*purrr*-ing through bootstrap confidence intervals

#### Peter Kamerman

*18 October 2017*

Packages in the `tidyverse`

provide the backbone for much of the grunt work I do on new datasets. Just about all my needs for importing, wrangling, plotting, and summarising the data can be accomplished from withn the `tidyverse`

, and this functionality is augmented by the growing number of packages that play nicely with the `tidyverse`

. For example, when it comes to generating bootstrap confidence intervals for a statistic (e.g., mean), there are packages such as `broom`

(see this vignette), `tidyboot`

, and `slipper`

.

To the best of my knowledge these packages calculate basic or percentile bootstrap confidence intervals, which are super easy to calculate and work well if the statistic you are calculating is well behaved (i.e., the bootstrap distribution is smooth, symmetrical, and centered on the observed statistic).
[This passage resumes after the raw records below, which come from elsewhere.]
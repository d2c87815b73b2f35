//! # Daily Headlines
//!
//! Builds a daily RSS newsletter from NewsAPI search results. Each weekday
//! has a regional and a topical focus; the feed carries world headlines
//! plus headlines for the day's region and topic.
//!
//! ## Usage
//!
//! ```sh
//! NEWS_API_KEY=... daily_headlines
//! ```
//!
//! ## Architecture
//!
//! The job is one sequential pass:
//! 1. **Planning**: Pick the day's region and topic and the search phrases for each
//! 2. **Fetching**: Query NewsAPI per phrase, filter, dedupe, and cap each batch
//! 3. **Output**: Assemble the RSS document and overwrite the feed file

use chrono::Utc;
use clap::Parser;
use std::error::Error;
use std::path::PathBuf;
use tracing::{debug, error, info, warn};
use tracing_subscriber::{EnvFilter, fmt as tfmt};

mod api;
mod cli;
mod config;
mod fetcher;
mod models;
mod outputs;
mod planner;
mod utils;

use api::NewsApiClient;
use cli::Cli;
use config::Config;
use fetcher::{FetchOptions, fetch_batch};
use models::Category;
use outputs::rss;
use planner::{Planner, today};

#[tokio::main(flavor = "current_thread")]
async fn main() -> Result<(), Box<dyn Error>> {
    // --- Tracing init ---
    let filter = EnvFilter::try_from_default_env().unwrap_or_else(|_| EnvFilter::new("info"));
    tfmt()
        .with_env_filter(filter)
        .with_target(true)
        .with_file(false)
        .with_line_number(false)
        .with_timer(tracing_subscriber::fmt::time::UtcTime::rfc_3339())
        .init();

    let start_time = std::time::Instant::now();
    info!("daily_headlines starting up");

    let args = Cli::parse();
    debug!(?args.config, ?args.output, ?args.weekday, "Parsed CLI arguments");

    let api_key = args.api_key().inspect_err(|e| error!(error = %e, "Missing NewsAPI key"))?;

    // ---- Configuration ----
    let mut config = Config::load(args.config.as_deref()).await?;
    if let Some(output) = args.output {
        config.channel.output_path = output;
    }

    // ---- Planning ----
    let planner = Planner::new(&config);
    let weekday = args.weekday.unwrap_or_else(today);
    let rotation = planner.rotation_for(&weekday)?;
    info!(%weekday, region = %rotation.region, topic = %rotation.topic, "Planned today's focus");

    // ---- Fetching ----
    let client = NewsApiClient::new(&config.api, api_key)?;
    let now = Utc::now();
    let plan = [
        (Category::Global, config.fetch.global_page_size),
        (
            Category::Regional(rotation.region.clone()),
            config.fetch.regional_page_size,
        ),
        (
            Category::Topical(rotation.topic.clone()),
            config.fetch.topical_page_size,
        ),
    ];

    let mut batches = Vec::with_capacity(plan.len());
    for (category, batch_size) in plan {
        let phrases = planner.phrases_for(category.label());
        let options = FetchOptions::for_category(&config, &category);
        debug!(category = %category.label(), ?phrases, "Fetching batch");
        batches.push(fetch_batch(&client, category, &phrases, batch_size, &options, now).await);
    }

    for batch in &batches {
        if batch.is_empty() {
            warn!(category = %batch.category.label(), "No headlines gathered for category");
        } else if batch.len() < batch.max_size {
            debug!(
                category = %batch.category.label(),
                count = batch.len(),
                max_size = batch.max_size,
                "Category batch came up short"
            );
        }
    }
    if batches.iter().all(|b| b.is_empty()) {
        warn!("No headlines gathered; writing an empty feed");
    }

    // ---- Output ----
    let output_path = PathBuf::from(&config.channel.output_path);
    let written = rss::write_feed(
        &output_path,
        &config.channel,
        rotation,
        &batches,
        Utc::now(),
    )
    .await?;

    let elapsed = start_time.elapsed();
    info!(
        ?elapsed,
        items = written,
        global = batches[0].len(),
        regional = batches[1].len(),
        topical = batches[2].len(),
        path = %output_path.display(),
        "Execution complete"
    );

    Ok(())
}
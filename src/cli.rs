//! Command-line interface definitions for Daily Headlines.
//!
//! The job runs with no arguments. Every option has a default or can be
//! supplied through the environment; only the NewsAPI key is required.

use clap::Parser;
use std::error::Error;

/// Command-line arguments for the Daily Headlines feed builder.
///
/// # Examples
///
/// ```sh
/// # Typical cron invocation
/// NEWS_API_KEY=... daily_headlines
///
/// # Custom config, output elsewhere, pretend it is Wednesday
/// daily_headlines --config feed.yaml --output public/feed.xml --weekday Wednesday
/// ```
#[derive(Parser, Debug)]
#[command(author, version, about)]
pub struct Cli {
    /// NewsAPI key
    #[arg(long, env = "NEWS_API_KEY", hide_env_values = true)]
    pub api_key: Option<String>,

    /// Optional path to a YAML config file
    #[arg(short, long)]
    pub config: Option<String>,

    /// Where to write the feed (overrides the config file)
    #[arg(short, long)]
    pub output: Option<String>,

    /// Weekday name to plan for instead of today, e.g. "Wednesday"
    #[arg(long)]
    pub weekday: Option<String>,
}

impl Cli {
    /// The NewsAPI key, or an error when it is absent or blank.
    pub fn api_key(&self) -> Result<String, Box<dyn Error>> {
        match self.api_key.as_deref().map(str::trim) {
            Some(key) if !key.is_empty() => Ok(key.to_string()),
            _ => Err("NEWS_API_KEY is not set; export it or pass --api-key".into()),
        }
    }
}
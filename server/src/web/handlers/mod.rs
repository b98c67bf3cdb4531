// artisan_market/src/web/handlers/mod.rs

pub mod auth_handlers;
pub mod catalog_handlers;
pub mod product_handlers;
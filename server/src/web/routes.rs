// artisan_market/src/web/routes.rs

use actix_web::web;

use crate::state::AppState;
use crate::web::handlers::{auth_handlers, catalog_handlers, product_handlers};

async fn health_check_handler(app_state: web::Data<AppState>) -> actix_web::HttpResponse {
  actix_web::HttpResponse::Ok().json(serde_json::json!({
    "status": "healthy",
    "service": "Artisan Market API",
    "ai_enabled": app_state.config.ai_api_key.is_some(),
  }))
}

pub fn configure_app_routes(cfg: &mut web::ServiceConfig) {
  cfg.service(
    web::scope("/api")
      .route("/health", web::get().to(health_check_handler))
      .route("/auth/session", web::post().to(auth_handlers::create_session_handler))
      .route("/users/me", web::get().to(auth_handlers::current_user_handler))
      .route("/categories", web::get().to(catalog_handlers::categories_handler))
      .route("/languages", web::get().to(catalog_handlers::languages_handler))
      .service(
        web::scope("/products")
          .route("", web::get().to(product_handlers::list_products_handler))
          .route("/upload", web::post().to(product_handlers::upload_product_handler))
          .route("/{product_id}", web::get().to(product_handlers::get_product_handler))
          .route("/{product_id}/story", web::post().to(product_handlers::generate_story_handler))
          .route("/{product_id}/translate", web::post().to(product_handlers::translate_product_handler)),
      ),
  );
}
But, if the bootstrap distribution of your statistic is not well behaved, a potential problem when you are dealing with small sample sizes (a situation I often find myself in), then you need an interval that is a bit more robust ^{1}. These more robust intervals, such as bias-corrected accelerated (BCa) confidence intervals, are much tricker to calculate than basic and percentile intervals, and that is where the `boot`

package comes in. The `boot`

package gives you the option of calculating five types of non-parametric bootstrap confidence intervals (first-order normal approximation, basic, studentized, percentile, and BCa intervals); it’s the bomb.

Yet, my use of `boot`

to calculate confidence intervals has been thwarted by the fact that `boot`

doesn’t play nicely with routinely used `tidyverse`

functions such as `dplyr::summarise`

. I think the issue is related to the use of non-standard evaluation within `tidyverse`

packages, but whatever the reason, I have always battled to integrate `boot`

into my `tidyverse`

workflow ^{2}.

My troubles came to an end the other day when I realised that I could harness list-columns and the `purrr`

package to use the `boot`

package within the `tidyverse`

. I must admit that I have long thought that list-columns were the Devil’s work, but maybe that was because I didn’t have a practical use for them until now. Whatever your thoughts on list-columns, what follows is a reproducible example of using `purrr`

, `tidyr`

, `dplyr`

, and `boot`

to calculate BCa confidence intervals of median sepal width for each of the iris species in the **iris** dataset.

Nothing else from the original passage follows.